Pensar em autonomia dos seres na ótica da saúde e do envelhecimento remete-nos
a duas reflexões: a primeira implica em visualizar não só o usuário dos
serviços, mas também o profissional da saúde como seres autônomos, portanto
capazes de gerir sua própria vida; a segunda introduz no tema a noção de auto-
cuidado como uma maneira dos indivíduos assumirem para si o controle do seu
próprio corpo, no entanto sem desresponsabilizar o Estado do seu dever com a
saúde, no sentido de prover as condições indispensáveis ao seu pleno exercício
(4).
O ser humano se distingue dos animais pelo fato de existir além de viver, ou
seja, vive obedecendo e questionando um sistema de regras socialmente
instituídas. Nesta perspectiva dialética do viver - existir, existir - viver, a
dimensão do auto-cuidado assume um significado importante, pois é por meio dele
que o ser mantêm seu corpo vivo, sua saúde egarante a sua existência (5). A
possibilidade da manutenção do auto-cuidado durante todo o processo de vida é
condição básica para um envelhecimento bem sucedido, visto que a integridade
física e psíquica do corpo, representadas pela capacidade de autonomia do ser
humano no desenvolvimento de habilidades cognitivas, controles fisiológicos do
organismo e controles emocionais, é o marco delimitador entre o processo de
envelhecimento saudável e o patológico, além do que a perda desses controles e
capacidades leva a estigmatização das pessoas idosas (6).

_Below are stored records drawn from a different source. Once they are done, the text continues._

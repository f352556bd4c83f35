//! 사용자 스키마 마이그레이션
//!
//! 서비스 기동 시 한 번 실행되어 기존 사용자 문서의 누락 필드를
//! 기본값으로 보정합니다. 요청 경로에서의 반복 보정(쓰기 증폭)을
//! 대체합니다.

use log::info;

use crate::ledger::error::LedgerError;
use crate::ledger::users::UserLedger;

/// 마이그레이션 결과 요약
#[derive(Debug, Clone, Default)]
pub struct MigrationSummary {
    pub total: usize,
    pub updated: usize,
    pub skipped: usize,
}

/// 전체 사용자 필드 보정 실행
pub async fn migrate_users(users: &UserLedger) -> Result<MigrationSummary, LedgerError> {
    info!("🔄 사용자 마이그레이션 시작...");

    let ids = users.all_user_ids().await?;
    if ids.is_empty() {
        info!("마이그레이션 대상 사용자 없음");
        return Ok(MigrationSummary::default());
    }

    let mut summary = MigrationSummary {
        total: ids.len(),
        ..Default::default()
    };

    for user_id in &ids {
        let updated = users.ensure_user_fields(user_id).await?;
        if updated.is_empty() {
            summary.skipped += 1;
        } else {
            summary.updated += 1;
        }
    }

    info!(
        "📊 마이그레이션 완료: 전체 {} / 보정 {} / 통과 {}",
        summary.total, summary.updated, summary.skipped
    );

    Ok(summary)
}

#[cfg(test)]
mod tests {
    use super::*;
    use crate::ledger::model::NewUser;
    use crate::store::{DocumentStore, Fields, MemoryDocumentStore};
    use serde_json::json;
    use std::sync::Arc;

    #[tokio::test]
    async fn test_migration_backfills_only_incomplete_users() {
        let store: Arc<MemoryDocumentStore> = Arc::new(MemoryDocumentStore::new());
        let users = UserLedger::new(store.clone());

        // 완전한 사용자 하나 + 구버전 문서 하나
        users
            .create_user(NewUser {
                name: "신규".to_string(),
                email: "new@b.c".to_string(),
                password_hash: None,
                provider: "email".to_string(),
                firebase_uid: None,
                profile_picture: None,
                is_email_verified: false,
            })
            .await
            .unwrap();
        let mut legacy = Fields::new();
        legacy.insert("email".to_string(), json!("old@b.c"));
        store.set("users", "legacy", legacy).await.unwrap();

        let summary = migrate_users(&users).await.unwrap();
        assert_eq!(summary.total, 2);
        assert_eq!(summary.updated, 1);
        assert_eq!(summary.skipped, 1);

        // 재실행은 전부 통과
        let summary = migrate_users(&users).await.unwrap();
        assert_eq!(summary.updated, 0);
        assert_eq!(summary.skipped, 2);
    }
}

Desta forma um grande desafio posto para os profissionais da saúde que
trabalham com o processo de envelhecimento é saber discernir como se pode
cuidar sem possuir. Em outras palavras, "como cuidar sem anular a autonomia do
cliente?"(5:55).
Pretendo trazer a discussão sobre cuidadores de idosos para este campo teórico
onde os conflitos e as contradições emergem à luz das reflexões do
envelhecimento enquanto processo vital e, da saúde como a capacidade de consumo
da vida. Nesta ótica o cuidado assume a dimensão da manutenção da vida durante
todo o processo de envelhecimento, neste caso em particular na fase da velhice,
onde a meta é preservar a autonomia do ser assegurando o autocuidado,
introduzindo o cuidador de idosos no cenário apenas quando necessário,
respeitando ao máximo a capacidade de tomada de decisão do geronte a ser
cuidado.
3 SUS: (re)vendo caminhos.
Como já mencionado o cenário deste ensaio é o SUS, local onde ocorre o
enfrentamento dos paradigmas da saúde e portanto os relativos à saúde dos
idosos.
Considero a Saúde como um campo ideológico, historicamente concebido e que
espelha o resultado das políticas sociais e econômicas adotadas pelos países e
ditadas por agrupamentos econômicos internacionais. Pode-se afirmar que a área
da saúde veicula interesses e visões de mundo diversos, produto de conflituosas
relações sociais construídas por atores e atrizes políticos com distintos
projetos e objetivos. Majoritariamente identifico a disputa entre dois grupos
ideológicos, um representado pelo pensamento neoliberal que defende o modelo
privativista e elitista das práticas de saúde, com ênfase na utilização de
tecnologia de ponta, o outro, construído à luz do socialismo, idealiza um
sistema de saúde público, eqüânime, de alcance coletivo. Desta forma, a saúde
não é um campo neutro mas um campo de saber portanto local de disputa de
relações de poder (7).
Vale destacar que o SUS tem suas raízes históricas nas lutas sociais dos anos
70 e 80 e surge como uma conquista envolvendo movimentos populares,
trabalhadores da saúde, usuários, intelectuais, sindicalistas e militantes dos
mais diversos movimentos sociais fundamentados no paradigma da saúde pública
(8). Pode-se afirmar que se constitui "na mais importante e avançada política
social em curso no país" (9:141). É formado pelo conjunto de todas as ações e
serviços de saúde prestados por órgãos e instituições públicas federais,
estaduais e municipais, da administração direta e indireta e das fundações
mantidas pelo Poder Público. À iniciativa privada é permitido participar deste
sistema de maneira complementar (10).
O SUS está consolidado na Constituição Federal de 1988, na Lei Orgânica de
Saúde (8080/90), na Lei Federal 8142/90 e por outras legislações. Tem por
princípios básicos a universalidade, eqüidade e integralidade nos serviços e
ações de saúde, a descentralização dos serviços, regionalização e
hierarquização da rede e participação social.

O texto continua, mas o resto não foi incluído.